During the 2005 growing season, fungicide efficacy trials were done at the Iowa State University Southeast Research and Demonstration Farm near Crawfordsville and the Northeast Research and Demonstration Farm at Nashua. The introduction of Asian soybean rust into the United States necessitated these experiments since fungicide applications are the only management tool available for this disease. No Asian soybean rust was found in Iowa during 2005; however, the trials were used to determine the efficacy of fungicides, labeled for Asian soybean rust, against other fungal diseases that occur in Iowa. Treatment details are given in Table 1 . Data on the severity (%) of fungal diseases, phytotoxicity, and plot yields (bu/acre) were collected. All treatments were compared with an unsprayed control.
Results and Discussion
At Crawfordsville, brown spot and frogeye leaf spot were observed and the severity of each disease for each treatment was assessed (Table 1 ). Brown spot severity was low and ranged from 3.5 to 10 percent among the treatments. No differences between the unsprayed control and various treatments were observed. Although frogeye leaf spot severity was in the range of 0 to 20 percent, fungicide applications significantly reduced disease severity with the exception of Heads Up® and Folicur® (4 oz/acre) applied at growth stages R1 and R5. Phytotoxicity was observed in 10 treatments with the application of tebuconazole or metconazole at growth stage R3. It is probable that hot, dry conditions at the time of application predisposed the soybeans to damage. The yield of the treatments varied from 56.3 to 72.8 bu/acre; however, no statistical difference between the yield of all treatments was detected.

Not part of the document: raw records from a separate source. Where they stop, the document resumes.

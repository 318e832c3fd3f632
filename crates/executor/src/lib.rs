//! Executes an approved command (§4.6): ordered gates, an exclusive
//! approved-to-executing transition, process spawn with a capped output
//! buffer, and best-effort rollback capture.

pub mod executor;
pub mod gates;
pub mod log_file;
pub mod output;

pub use {
    executor::{execute_approved, ExecuteApproved, ExecutionResult},
    gates::check_gates,
    log_file::log_file_path,
    output::CappedBuffer,
};
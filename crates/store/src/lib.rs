//! Data model and repository contract for the control plane (§3, §6).

pub mod model;
pub mod repository;
pub mod sqlite;

pub use {
    model::{
        CommandSpec, Decision, Execution, FilesystemRollback, GitRollback, Justification,
        KubernetesManifest, KubernetesRollback, Request, RequestStatus, Review, RollbackData,
        RollbackMetadata, RollbackRoot, Session,
    },
    repository::{DecideFn, Repository, SubmitReviewOutcome},
    sqlite::{run_migrations, SqliteRepository},
};
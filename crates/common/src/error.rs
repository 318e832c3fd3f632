use thiserror::Error;

#[derive(Error, Debug)]
pub enum Error {
    #[error("{0}")]
    Message(String),

    #[error(transparent)]
    Io(#[from] std::io::Error),

    #[error("internal error")]
    Other {
        #[source]
        source: Box<dyn std::error::Error + Send + Sync>,
    },
}

impl Error {
    #[must_use]
    pub fn message(message: impl Into<String>) -> Self {
        Self::Message(message.into())
    }

    #[must_use]
    pub fn other(source: impl std::error::Error + Send + Sync + 'static) -> Self {
        Self::Other {
            source: Box::new(source),
        }
    }
}

impl FromMessage for Error {
    fn from_message(message: String) -> Self {
        Self::Message(message)
    }
}

pub type Result<T> = std::result::Result<T, Error>;

/// Trait for error types that can be constructed from a plain message string.
///
/// Implement this for a crate's error type, then invoke [`impl_context!`] in
/// that crate's error module to get `.context()`/`.with_context()` on
/// `Result`/`Option`.
pub trait FromMessage: Sized {
    fn from_message(message: String) -> Self;
}

/// Generate a crate-local `Context` trait with `.context()` and
/// `.with_context()` methods on `Result` and `Option`.
///
/// Invoke inside a module that defines `Error: FromMessage` and
/// `type Result<T> = std::result::Result<T, Error>`.
#[macro_export]
macro_rules! impl_context {
    () => {
        pub trait Context<T> {
            fn context(self, context: impl Into<String>) -> Result<T>;
            fn with_context<C, F>(self, f: F) -> Result<T>
            where
                C: Into<String>,
                F: FnOnce() -> C;
        }

        impl<T, E: std::fmt::Display> Context<T> for std::result::Result<T, E> {
            fn context(self, context: impl Into<String>) -> Result<T> {
                let ctx = context.into();
                self.map_err(|source| {
                    <Error as $crate::FromMessage>::from_message(format!("{ctx}: {source}"))
                })
            }

            fn with_context<C, F>(self, f: F) -> Result<T>
            where
                C: Into<String>,
                F: FnOnce() -> C,
            {
                self.map_err(|source| {
                    let ctx = f().into();
                    <Error as $crate::FromMessage>::from_message(format!("{ctx}: {source}"))
                })
            }
        }

        impl<T> Context<T> for Option<T> {
            fn context(self, context: impl Into<String>) -> Result<T> {
                self.ok_or_else(|| <Error as $crate::FromMessage>::from_message(context.into()))
            }

            fn with_context<C, F>(self, f: F) -> Result<T>
            where
                C: Into<String>,
                F: FnOnce() -> C,
            {
                self.ok_or_else(|| <Error as $crate::FromMessage>::from_message(f().into()))
            }
        }
    };
}
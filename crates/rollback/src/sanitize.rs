//! Filename sanitizer (§4.7): lowercases, replaces anything that isn't
//! alphanumeric/dash/dot/underscore with an underscore, and collapses an
//! empty result to `"unknown"`.

#[must_use]
pub fn sanitize_filename(input: &str) -> String {
    let sanitized: String = input
        .to_ascii_lowercase()
        .chars()
        .map(|c| if c.is_ascii_alphanumeric() || c == '-' || c == '.' || c == '_' { c } else { '_' })
        .collect();
    if sanitized.is_empty() { "unknown".to_string() } else { sanitized }
}
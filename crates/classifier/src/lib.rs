//! Classifies a normalized command into a risk tier (§4.2).

pub mod classify;
pub mod engine;
pub mod patterns;

pub use {
    classify::{classify, ClassifyResult},
    engine::{PatternEngine, PatternEntry, PatternSource},
};
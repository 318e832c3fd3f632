//! Rollback kind detection (§4.7): inspects the normalized command's first
//! tokens to decide whether a snapshot can be captured at all.

#[derive(Debug, Clone, Copy, PartialEq, Eq)]
pub enum RollbackKind {
    Filesystem,
    Git,
    Kubernetes,
}

/// Detect the rollback kind from whitespace tokens of the command to be
/// executed, or `None` if this command has no rollback story.
#[must_use]
pub fn detect_kind(tokens: &[&str]) -> Option<RollbackKind> {
    match tokens {
        ["kubectl", "delete", ..] => Some(RollbackKind::Kubernetes),
        ["git", second, ..] if matches!(*second, "reset" | "checkout" | "clean") => Some(RollbackKind::Git),
        ["rm", rest @ ..] if rest.iter().any(|t| !t.starts_with('-')) => Some(RollbackKind::Filesystem),
        _ => None,
    }
}

#[allow(clippy::unwrap_used, clippy::expect_used)]
#[cfg(test)]
mod tests {
    use super::*;

    #[test]
    fn kubectl_delete_is_kubernetes() {
        assert_eq!(detect_kind(&["kubectl", "delete", "pod", "x"]), Some(RollbackKind::Kubernetes));
    }

    #[test]
    fn git_reset_is_git() {
        assert_eq!(detect_kind(&["git", "reset", "--hard"]), Some(RollbackKind::Git));
    }

    #[test]
    fn git_push_has_no_rollback() {
        assert_eq!(detect_kind(&["git", "push", "origin", "main"]), None);
    }

    #[test]
    fn rm_with_target_is_filesystem() {
        assert_eq!(detect_kind(&["rm", "-rf", "/tmp/x"]), Some(RollbackKind::Filesystem));
    }

    #[test]
    fn rm_with_only_flags_has_no_rollback() {
        assert_eq!(detect_kind(&["rm", "-rf"]), None);
    }

    #[test]
    fn unrelated_command_has_no_rollback() {
        assert_eq!(detect_kind(&["echo", "hi"]), None);
    }
}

At Nashua, brown spot and white mold were observed. The severity of brown spot and the incidence of white mold were assessed (Table 1 ). Brown spot severity ranged from 5 to 20 percent among the treatments, compared to 10.6 percent for the unsprayed control. A very low incidence of white mold (0-2.5 percent) was recorded (data not shown). Treatment differences in white mold control were not conclusive due to low disease severity at the site; however, it is unlikely that differences occurred. No phytotoxicity was seen, possibly because the climatic conditions at Nashua were cooler and wetter than at Crawfordsville. Yield ranged from 70.4 to 77.7 bu/acre. There were no significant differences in yield between the unsprayed check and the sprayed plots. It is anticipated that the experiment will be repeated in the 2006 season.
The authors thank BASF Corporation, Bayer CropScience, Cheminova Inc., Dow AgroSciences, DuPont, SipCam Agro USA, Syngenta Crop Protection, and Valent for product support for this study. We also thank Kevin VanDee and Ken Pecinovsky for their assistance.